_WHAT YOU ARE ASKED TO DO_: Below are some records. Return exactly the lines from the one with "recebido do sender." to the one with "receiver_loop(&tx, &url, reconnect);", and nothing else.
**** RECORDED DATA
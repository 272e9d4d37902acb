//! The explicit provider context: one RPC endpoint and one signing identity, built once per run and
//! passed by reference to everything that talks to the cluster.

use anyhow::Context;
use solana_client::nonblocking::rpc_client::RpcClient;
use solana_commitment_config::CommitmentConfig;
use solana_sdk::{
    pubkey::Pubkey,
    signature::Keypair,
    signer::Signer,
};

use crate::config::ProbeConfig;

pub struct ProviderContext {
    pub rpc: RpcClient,
    payer: Keypair,
}

impl ProviderContext {
    /// Connects to the configured endpoint and loads the wallet keypair from disk.
    ///
    /// No request is made here; an unreachable endpoint only surfaces on the first call.
    pub fn new(config: &ProbeConfig) -> anyhow::Result<Self> {
        let payer = solana_keypair::read_keypair_file(&config.wallet_path)
            .map_err(|e| anyhow::anyhow!("{e}"))
            .with_context(|| {
                format!(
                    "Couldn't read the wallet keypair at {}",
                    config.wallet_path.display()
                )
            })?;
        let rpc = RpcClient::new_with_commitment(config.rpc_url.clone(), config.commitment);

        Ok(Self::with_payer(rpc, payer))
    }

    pub fn with_payer(rpc: RpcClient, payer: Keypair) -> Self {
        Self { rpc, payer }
    }

    pub fn payer(&self) -> &Keypair {
        &self.payer
    }

    pub fn payer_pubkey(&self) -> Pubkey {
        self.payer.pubkey()
    }

    pub fn endpoint(&self) -> String {
        self.rpc.url()
    }

    pub fn commitment(&self) -> CommitmentConfig {
        self.rpc.commitment()
    }
}
//! Protocolo de comunicação JSON.
//!
//! Cada flush gera um único frame de texto WebSocket:
//!
//! ```text
//! {"DataToSend":[{"Weather":[{"temp":21.5}]},{"System":[{"uptime":"12h"}]}]}
//! ```
//!
//! - Um único campo de topo, `DataToSend`
//! - Entradas na ordem de inserção
//! - Números sem aspas, textos com aspas

use crate::types::{Sample, SampleValue};
use serde::Serialize;
use serde_json::Value;

/// Nome do único campo de topo do documento.
pub const DATA_FIELD: &str = "DataToSend";

/// Documento de um buffer vazio.
pub const EMPTY_DOCUMENT: &str = r#"{"DataToSend":[]}"#;

/// Erros do protocolo.
#[derive(Debug, thiserror::Error)]
pub enum ProtocolError {
    #[error("Erro de serialização: {0}")]
    Serialize(String),

    #[error("Erro de deserialização: {0}")]
    Deserialize(String),

    #[error("Documento fora do formato esperado: {0}")]
    Malformed(String),
}

#[derive(Serialize)]
struct Document<'a> {
    #[serde(rename = "DataToSend")]
    data: &'a [Sample],
}

/// Codifica as amostras no documento canônico.
pub fn encode_document(samples: &[Sample]) -> Result<String, ProtocolError> {
    serde_json::to_string(&Document { data: samples })
        .map_err(|e| ProtocolError::Serialize(e.to_string()))
}

/// Tamanho exato, em bytes, da entrada de uma amostra dentro do documento.
pub fn encoded_entry_len(sample: &Sample) -> Result<usize, ProtocolError> {
    serde_json::to_vec(sample)
        .map(|bytes| bytes.len())
        .map_err(|e| ProtocolError::Serialize(e.to_string()))
}

/// Decodifica um frame recebido de volta em amostras, na ordem do documento.
///
/// Tolerante a objetos com mais de um par: cada par vira uma amostra.
pub fn decode_payload(text: &str) -> Result<Vec<Sample>, ProtocolError> {
    let root: Value =
        serde_json::from_str(text).map_err(|e| ProtocolError::Deserialize(e.to_string()))?;

    let entries = root
        .get(DATA_FIELD)
        .and_then(Value::as_array)
        .ok_or_else(|| ProtocolError::Malformed(format!("campo `{DATA_FIELD}` ausente")))?;

    let mut samples = Vec::with_capacity(entries.len());
    for entry in entries {
        let entry = entry
            .as_object()
            .ok_or_else(|| ProtocolError::Malformed("entrada não é objeto".into()))?;

        for (category, records) in entry {
            let records = records.as_array().ok_or_else(|| {
                ProtocolError::Malformed(format!("categoria `{category}` não é lista"))
            })?;

            for record in records {
                let record = record.as_object().ok_or_else(|| {
                    ProtocolError::Malformed(format!("registro em `{category}` não é objeto"))
                })?;

                for (key, value) in record {
                    samples.push(Sample {
                        category: category.clone(),
                        key: key.clone(),
                        value: decode_value(category, key, value)?,
                    });
                }
            }
        }
    }

    Ok(samples)
}

fn decode_value(category: &str, key: &str, value: &Value) -> Result<SampleValue, ProtocolError> {
    match value {
        Value::Number(n) => n
            .as_f64()
            .map(|v| SampleValue::Float(v as f32))
            .ok_or_else(|| ProtocolError::Malformed(format!("{category}.{key}: número inválido"))),
        Value::String(s) => Ok(SampleValue::Text(s.clone())),
        other => Err(ProtocolError::Malformed(format!(
            "{category}.{key}: tipo não suportado ({other})"
        ))),
    }
}

// ──────────────────────────────────────────────
// Testes
// ──────────────────────────────────────────────
//! Thread de rede que escuta o WebSocket e envia eventos para a saída via channel.

use crossbeam_channel::{Receiver, Sender, bounded};
use logtracer_core::protocol::decode_payload;
use logtracer_core::types::Sample;
use std::time::Duration;
use tracing::{debug, error, info};
use tungstenite::Message;

/// Frame decodificado recebido do sender.
#[derive(Debug, Clone)]
pub struct NetMessage {
    pub samples: Vec<Sample>,
    pub raw: String,
}

/// Evento enviado da thread de rede para a thread principal.
#[derive(Debug, Clone)]
pub enum NetEvent {
    Connected,
    Frame(NetMessage),
    Disconnected(String),
}

/// Inicia a thread de rede. Retorna o receiver do channel.
pub fn spawn_receiver_thread(url: String, reconnect: Duration) -> Receiver<NetEvent> {
    let (tx, rx) = bounded::<NetEvent>(64); // Buffer de 64 eventos

    std::thread::Builder::new()
        .name("ws-receiver".into())
        .spawn(move || {
            receiver_loop(&tx, &url, reconnect);
        })
        .expect("Falha ao criar thread de rede");

    rx
}

fn receiver_loop(tx: &Sender<NetEvent>, url: &str, reconnect: Duration) {
    loop {
        match tungstenite::connect(url) {
            Ok((mut ws, _)) => {
                info!("Conectado a {url}");
                if tx.send(NetEvent::Connected).is_err() {
                    return;
                }

                let reason = loop {
                    match ws.read() {
                        Ok(Message::Text(text)) => {
                            if !forward_frame(tx, text) {
                                return;
                            }
                        }
                        Ok(Message::Close(_)) => break "conexão fechada pelo sender".to_string(),
                        Ok(_) => {}
                        Err(e) => break e.to_string(),
                    }
                };

                if tx.send(NetEvent::Disconnected(reason)).is_err() {
                    return;
                }
            }
            Err(e) => {
                error!(
                    "Falha ao conectar em {url}: {e}. Tentando novamente em {:.1}s...",
                    reconnect.as_secs_f64()
                );
            }
        }
        std::thread::sleep(reconnect);
    }
}

/// Decodifica e repassa um frame. `false` se a saída foi encerrada.
fn forward_frame(tx: &Sender<NetEvent>, text: String) -> bool {
    let samples = match decode_payload(&text) {
        Ok(samples) => samples,
        Err(e) => {
            debug!("Frame inválido: {e}");
            return true;
        }
    };

    let msg = NetMessage { samples, raw: text };
    match tx.try_send(NetEvent::Frame(msg)) {
        Ok(()) => true,
        // Non-blocking send: se a saída está lenta, descarta o frame
        Err(crossbeam_channel::TrySendError::Full(_)) => {
            debug!("Channel cheio, descartando frame");
            true
        }
        Err(crossbeam_channel::TrySendError::Disconnected(_)) => false,
    }
}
********
_PROBLEM SOLUTION_:
/// Frame decodificado recebido do sender.
#[derive(Debug, Clone)]
pub struct NetMessage {
    pub samples: Vec<Sample>,
    pub raw: String,
}

/// Evento enviado da thread de rede para a thread principal.
#[derive(Debug, Clone)]
pub enum NetEvent {
    Connected,
    Frame(NetMessage),
    Disconnected(String),
}

/// Inicia a thread de rede. Retorna o receiver do channel.
pub fn spawn_receiver_thread(url: String, reconnect: Duration) -> Receiver<NetEvent> {
    let (tx, rx) = bounded::<NetEvent>(64); // Buffer de 64 eventos

    std::thread::Builder::new()
        .name("ws-receiver".into())
        .spawn(move || {
            receiver_loop(&tx, &url, reconnect);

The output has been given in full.